** Opening Given entries block **

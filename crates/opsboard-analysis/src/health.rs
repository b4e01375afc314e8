//! 건강 점수/알림 상태 평가기.
//!
//! 세 가지 판정은 각각 다른 임계값 테이블을 사용한다.
//!
//! - 건강 점수: [`ScoreTable`] (2단 감점, 구간 비누적)
//! - 상태 분류: [`BucketingTable`] (critical 검사가 warning 검사보다 먼저)
//! - 카드 경고 표시: `card_alert` [`MetricThresholds`]

use opsboard_core::config::{BucketingTable, MetricThresholds, ScoreTable};
use opsboard_core::models::monitoring::{MetricKind, MonitoredHost, ServerMetrics};
use serde::Serialize;

/// 서버 점수 시작값
pub const FULL_SCORE: u32 = 100;

/// 리소스 사용률 막대: 이 값을 초과하면 높음
pub const UTILIZATION_HIGH: f64 = 80.0;

/// 리소스 사용률 막대: 이 값을 초과하면 주의
pub const UTILIZATION_ELEVATED: f64 = 70.0;

/// 카드 메트릭: 임계값 아래 이 폭 안이면 주의
pub const CARD_ELEVATED_MARGIN: f64 = 10.0;

/// 서버 한 대의 점수 (0 ~ 100)
///
/// 메트릭별로 해당하는 단일 구간의 감점만 적용하며, 0 아래로 내려가지 않는다.
pub fn server_score(metrics: &ServerMetrics, table: &ScoreTable) -> u32 {
    let deduction: u32 = MetricKind::ALL
        .iter()
        .filter_map(|&kind| table.get(kind).map(|b| b.penalty(metrics.get(kind))))
        .sum();
    FULL_SCORE.saturating_sub(deduction)
}

/// 전체 건강 점수 (0 ~ 100)
///
/// 서버별 점수의 산술 평균을 반올림한다. 서버가 없으면 100을 반환한다
/// ("완전히 건강함"으로 간주하는 정책).
pub fn health_score(servers: &[MonitoredHost], table: &ScoreTable) -> u8 {
    if servers.is_empty() {
        return FULL_SCORE as u8;
    }
    let total: u32 = servers
        .iter()
        .map(|s| server_score(&s.metrics, table))
        .sum();
    let mean = f64::from(total) / servers.len() as f64;
    mean.round().clamp(0.0, f64::from(FULL_SCORE)) as u8
}

/// 서버 상태 분류
#[derive(Debug, Clone, Copy, PartialEq, Eq, Hash, Serialize)]
#[serde(rename_all = "lowercase")]
pub enum ServerStatus {
    Healthy,
    Warning,
    Critical,
}

impl ServerStatus {
    pub fn as_str(&self) -> &'static str {
        match self {
            ServerStatus::Healthy => "healthy",
            ServerStatus::Warning => "warning",
            ServerStatus::Critical => "critical",
        }
    }
}

fn any_exceeds(metrics: &ServerMetrics, thresholds: &MetricThresholds) -> bool {
    metrics
        .iter()
        .any(|(kind, value)| value > thresholds.get(kind))
}

/// 서버 상태 분류
///
/// 어느 메트릭이든 critical 임계값을 넘으면 critical,
/// 아니면 어느 메트릭이든 warning 임계값을 넘으면 warning, 그 외 healthy.
pub fn bucket_server(metrics: &ServerMetrics, table: &BucketingTable) -> ServerStatus {
    if any_exceeds(metrics, &table.critical) {
        ServerStatus::Critical
    } else if any_exceeds(metrics, &table.warning) {
        ServerStatus::Warning
    } else {
        ServerStatus::Healthy
    }
}

/// 상태별 서버 수
#[derive(Debug, Clone, Copy, Default, PartialEq, Eq, Serialize)]
pub struct StatusCounts {
    pub healthy: usize,
    pub warning: usize,
    pub critical: usize,
}

impl StatusCounts {
    pub fn total(&self) -> usize {
        self.healthy + self.warning + self.critical
    }
}

pub fn bucket_counts(servers: &[MonitoredHost], table: &BucketingTable) -> StatusCounts {
    servers
        .iter()
        .fold(StatusCounts::default(), |mut counts, server| {
            match bucket_server(&server.metrics, table) {
                ServerStatus::Healthy => counts.healthy += 1,
                ServerStatus::Warning => counts.warning += 1,
                ServerStatus::Critical => counts.critical += 1,
            }
            counts
        })
}

/// 단일 메트릭 카드 경고 여부
pub fn metric_alert(kind: MetricKind, value: f64, card_alert: &MetricThresholds) -> bool {
    value > card_alert.get(kind)
}

/// 호스트 카드 경고 여부 (어느 메트릭이든)
pub fn has_card_alert(metrics: &ServerMetrics, card_alert: &MetricThresholds) -> bool {
    any_exceeds(metrics, card_alert)
}

/// 카드 메트릭 표시 단계
#[derive(Debug, Clone, Copy, PartialEq, Eq, Serialize)]
#[serde(rename_all = "lowercase")]
pub enum MetricLevel {
    Normal,
    Elevated,
    Alert,
}

/// 카드 메트릭 표시 단계
///
/// 임계값 초과 → Alert, 임계값 - 10 초과 → Elevated, 그 외 Normal.
pub fn metric_level(value: f64, threshold: f64) -> MetricLevel {
    if value > threshold {
        MetricLevel::Alert
    } else if value > threshold - CARD_ELEVATED_MARGIN {
        MetricLevel::Elevated
    } else {
        MetricLevel::Normal
    }
}

/// 전체 서버 평균 리소스 사용률
#[derive(Debug, Clone, Copy, PartialEq, Serialize)]
pub struct ResourceAverages {
    pub cpu_usage: f64,
    pub memory_usage: f64,
    pub disk_usage: f64,
    pub network_traffic: f64,
}

impl ResourceAverages {
    pub fn get(&self, kind: MetricKind) -> f64 {
        match kind {
            MetricKind::CpuUsage => self.cpu_usage,
            MetricKind::MemoryUsage => self.memory_usage,
            MetricKind::DiskUsage => self.disk_usage,
            MetricKind::NetworkTraffic => self.network_traffic,
        }
    }
}

/// 서버가 없으면 `None`
pub fn resource_averages(servers: &[MonitoredHost]) -> Option<ResourceAverages> {
    if servers.is_empty() {
        return None;
    }
    let n = servers.len() as f64;
    let mean = |kind| servers.iter().map(|s| s.metrics.get(kind)).sum::<f64>() / n;
    Some(ResourceAverages {
        cpu_usage: mean(MetricKind::CpuUsage),
        memory_usage: mean(MetricKind::MemoryUsage),
        disk_usage: mean(MetricKind::DiskUsage),
        network_traffic: mean(MetricKind::NetworkTraffic),
    })
}

/// 리소스 사용률 막대 단계
#[derive(Debug, Clone, Copy, PartialEq, Eq, Serialize)]
#[serde(rename_all = "lowercase")]
pub enum UtilizationLevel {
    Normal,
    Elevated,
    High,
}

pub fn utilization_level(value: f64) -> UtilizationLevel {
    if value > UTILIZATION_HIGH {
        UtilizationLevel::High
    } else if value > UTILIZATION_ELEVATED {
        UtilizationLevel::Elevated
    } else {
        UtilizationLevel::Normal
    }
}

#[cfg(test)]
mod tests {
    use super::*;
    use crate::test_fixtures::host;
    use opsboard_core::config::{DeductionBracket, ThresholdConfig};

    fn metrics(cpu: f64, mem: f64, disk: f64, net: f64) -> ServerMetrics {
        ServerMetrics {
            cpu_usage: cpu,
            memory_usage: mem,
            disk_usage: disk,
            network_traffic: net,
        }
    }

    #[test]
    fn empty_fleet_scores_100() {
        let t = ThresholdConfig::default();
        assert_eq!(health_score(&[], &t.score), 100);
    }

    #[test]
    fn nominal_server_scores_100() {
        let t = ThresholdConfig::default();
        assert_eq!(server_score(&metrics(10.0, 10.0, 10.0, 99.0), &t.score), 100);
    }

    #[test]
    fn brackets_do_not_stack_per_metric() {
        let t = ThresholdConfig::default();
        // cpu 95: 상위 구간 -20만 적용 (-10 추가 없음)
        assert_eq!(server_score(&metrics(95.0, 0.0, 0.0, 0.0), &t.score), 80);
        // cpu 75: 하위 구간 -10
        assert_eq!(server_score(&metrics(75.0, 0.0, 0.0, 0.0), &t.score), 90);
        // 경계값은 초과가 아니다
        assert_eq!(server_score(&metrics(70.0, 75.0, 80.0, 0.0), &t.score), 100);
    }

    #[test]
    fn deductions_apply_independently_per_metric() {
        let t = ThresholdConfig::default();
        // cpu -20, memory -10, disk -20
        assert_eq!(server_score(&metrics(81.0, 80.0, 91.0, 0.0), &t.score), 50);
    }

    #[test]
    fn network_not_scored_by_default() {
        let t = ThresholdConfig::default();
        assert_eq!(server_score(&metrics(0.0, 0.0, 0.0, 100.0), &t.score), 100);
    }

    #[test]
    fn server_score_floors_at_zero() {
        let mut table = ThresholdConfig::default().score;
        let heavy = DeductionBracket {
            elevated: 10.0,
            high: 20.0,
            elevated_penalty: 30,
            high_penalty: 60,
        };
        table.cpu_usage = Some(heavy);
        table.memory_usage = Some(heavy);
        assert_eq!(server_score(&metrics(50.0, 50.0, 0.0, 0.0), &table), 0);
    }

    #[test]
    fn aggregate_is_rounded_mean() {
        let t = ThresholdConfig::default();
        let servers = vec![
            host("a", 0.0, 0.0, 0.0, 0.0),    // 100
            host("b", 75.0, 0.0, 0.0, 0.0),   // 90
            host("c", 95.0, 0.0, 0.0, 0.0),   // 80
        ];
        assert_eq!(health_score(&servers, &t.score), 90);

        let servers = vec![
            host("a", 0.0, 0.0, 0.0, 0.0),    // 100
            host("b", 75.0, 0.0, 0.0, 0.0),   // 90
        ];
        // 95.0 → 95
        assert_eq!(health_score(&servers, &t.score), 95);

        let servers = vec![
            host("a", 0.0, 0.0, 0.0, 0.0),    // 100
            host("b", 0.0, 0.0, 0.0, 0.0),    // 100
            host("c", 75.0, 0.0, 0.0, 0.0),   // 90
        ];
        // 96.67 → 97
        assert_eq!(health_score(&servers, &t.score), 97);
    }

    #[test]
    fn score_is_deterministic_and_bounded() {
        let t = ThresholdConfig::default();
        let servers: Vec<_> = (0..20)
            .map(|i| {
                let v = f64::from(i) * 7.5;
                host(&format!("h{i}"), v, 150.0 - v, v, v)
            })
            .collect();
        let first = health_score(&servers, &t.score);
        assert_eq!(first, health_score(&servers, &t.score));
        assert!(first <= 100);
    }

    #[test]
    fn cpu_95_is_critical_regardless_of_others() {
        let t = ThresholdConfig::default();
        assert_eq!(
            bucket_server(&metrics(95.0, 0.0, 0.0, 0.0), &t.bucketing),
            ServerStatus::Critical
        );
        assert_eq!(
            bucket_server(&metrics(95.0, 80.0, 85.0, 72.0), &t.bucketing),
            ServerStatus::Critical
        );
    }

    #[test]
    fn cpu_72_alone_is_warning() {
        let t = ThresholdConfig::default();
        assert_eq!(
            bucket_server(&metrics(72.0, 10.0, 10.0, 10.0), &t.bucketing),
            ServerStatus::Warning
        );
    }

    #[test]
    fn below_every_warning_is_healthy() {
        let t = ThresholdConfig::default();
        assert_eq!(
            bucket_server(&metrics(70.0, 75.0, 80.0, 70.0), &t.bucketing),
            ServerStatus::Healthy
        );
    }

    #[test]
    fn critical_check_precedes_warning() {
        let t = ThresholdConfig::default();
        // network 86: warning(70)과 critical(85)을 모두 넘으면 critical
        assert_eq!(
            bucket_server(&metrics(0.0, 0.0, 0.0, 86.0), &t.bucketing),
            ServerStatus::Critical
        );
    }

    #[test]
    fn counts_by_bucket() {
        let t = ThresholdConfig::default();
        let servers = vec![
            host("a", 10.0, 10.0, 10.0, 10.0),
            host("b", 72.0, 10.0, 10.0, 10.0),
            host("c", 10.0, 10.0, 96.0, 10.0),
            host("d", 10.0, 76.0, 10.0, 10.0),
        ];
        let counts = bucket_counts(&servers, &t.bucketing);
        assert_eq!(
            counts,
            StatusCounts {
                healthy: 1,
                warning: 2,
                critical: 1
            }
        );
        assert_eq!(counts.total(), 4);
    }

    #[test]
    fn card_alert_uses_its_own_table() {
        let t = ThresholdConfig::default();
        // cpu 85: 카드 경고(80) O, 분류상 critical(90) X
        let m = metrics(85.0, 0.0, 0.0, 0.0);
        assert!(has_card_alert(&m, &t.card_alert));
        assert_eq!(bucket_server(&m, &t.bucketing), ServerStatus::Warning);
        // network 76: 카드 경고(75) O
        assert!(metric_alert(MetricKind::NetworkTraffic, 76.0, &t.card_alert));
        assert!(!metric_alert(MetricKind::DiskUsage, 90.0, &t.card_alert));
    }

    #[test]
    fn metric_level_bands() {
        assert_eq!(metric_level(81.0, 80.0), MetricLevel::Alert);
        assert_eq!(metric_level(80.0, 80.0), MetricLevel::Elevated);
        assert_eq!(metric_level(70.5, 80.0), MetricLevel::Elevated);
        assert_eq!(metric_level(70.0, 80.0), MetricLevel::Normal);
    }

    #[test]
    fn averages_and_utilization() {
        assert!(resource_averages(&[]).is_none());

        let servers = vec![
            host("a", 60.0, 80.0, 90.0, 10.0),
            host("b", 100.0, 70.0, 80.0, 20.0),
        ];
        let avg = resource_averages(&servers).unwrap();
        assert_eq!(avg.cpu_usage, 80.0);
        assert_eq!(avg.memory_usage, 75.0);
        assert_eq!(avg.get(MetricKind::DiskUsage), 85.0);
        assert_eq!(avg.network_traffic, 15.0);

        assert_eq!(utilization_level(avg.cpu_usage), UtilizationLevel::Elevated);
        assert_eq!(utilization_level(avg.disk_usage), UtilizationLevel::High);
        assert_eq!(utilization_level(avg.network_traffic), UtilizationLevel::Normal);
    }
}
//! # opsboard-core
//!
//! OPSBOARD 도메인 모델, 포트(trait) 정의, 에러 타입, 설정.
//! 모든 크레이트가 공유하는 핵심 타입과 인터페이스를 제공한다.
//!
//! ## 구조
//!
//! - [`models`]: 자산/이벤트/모니터링/연동 설정 구조체 (serde Serialize/Deserialize)
//! - [`ports`]: Hexagonal Architecture 포트 인터페이스 (async_trait)
//! - [`error`]: 핵심 에러 타입 (thiserror)
//! - [`config`]: 애플리케이션 설정 및 임계값 테이블
//! - [`config_manager`]: 설정 파일 관리 (로드/저장)

pub mod config;
pub mod config_manager;
pub mod error;
pub mod models;
pub mod ports;
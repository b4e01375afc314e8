//! # opsboard-analysis
//!
//! 메모리 내 컬렉션에 대한 순수 동기 함수 모음.
//!
//! - [`filter`]: 자산/이벤트/호스트 필터 및 자유 텍스트 검색
//! - [`health`]: 건강 점수, 상태 분류, 카드 경고 판정
//! - [`query`]: 이벤트 목록 쿼리 파라미터 파싱
//! - [`stats`]: 이벤트 상태별 집계

pub mod filter;
pub mod health;
pub mod query;
pub mod stats;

** Closing Given entries block **

Counting only lines that hold "first", report how many there are in the records above, as a bare number.

3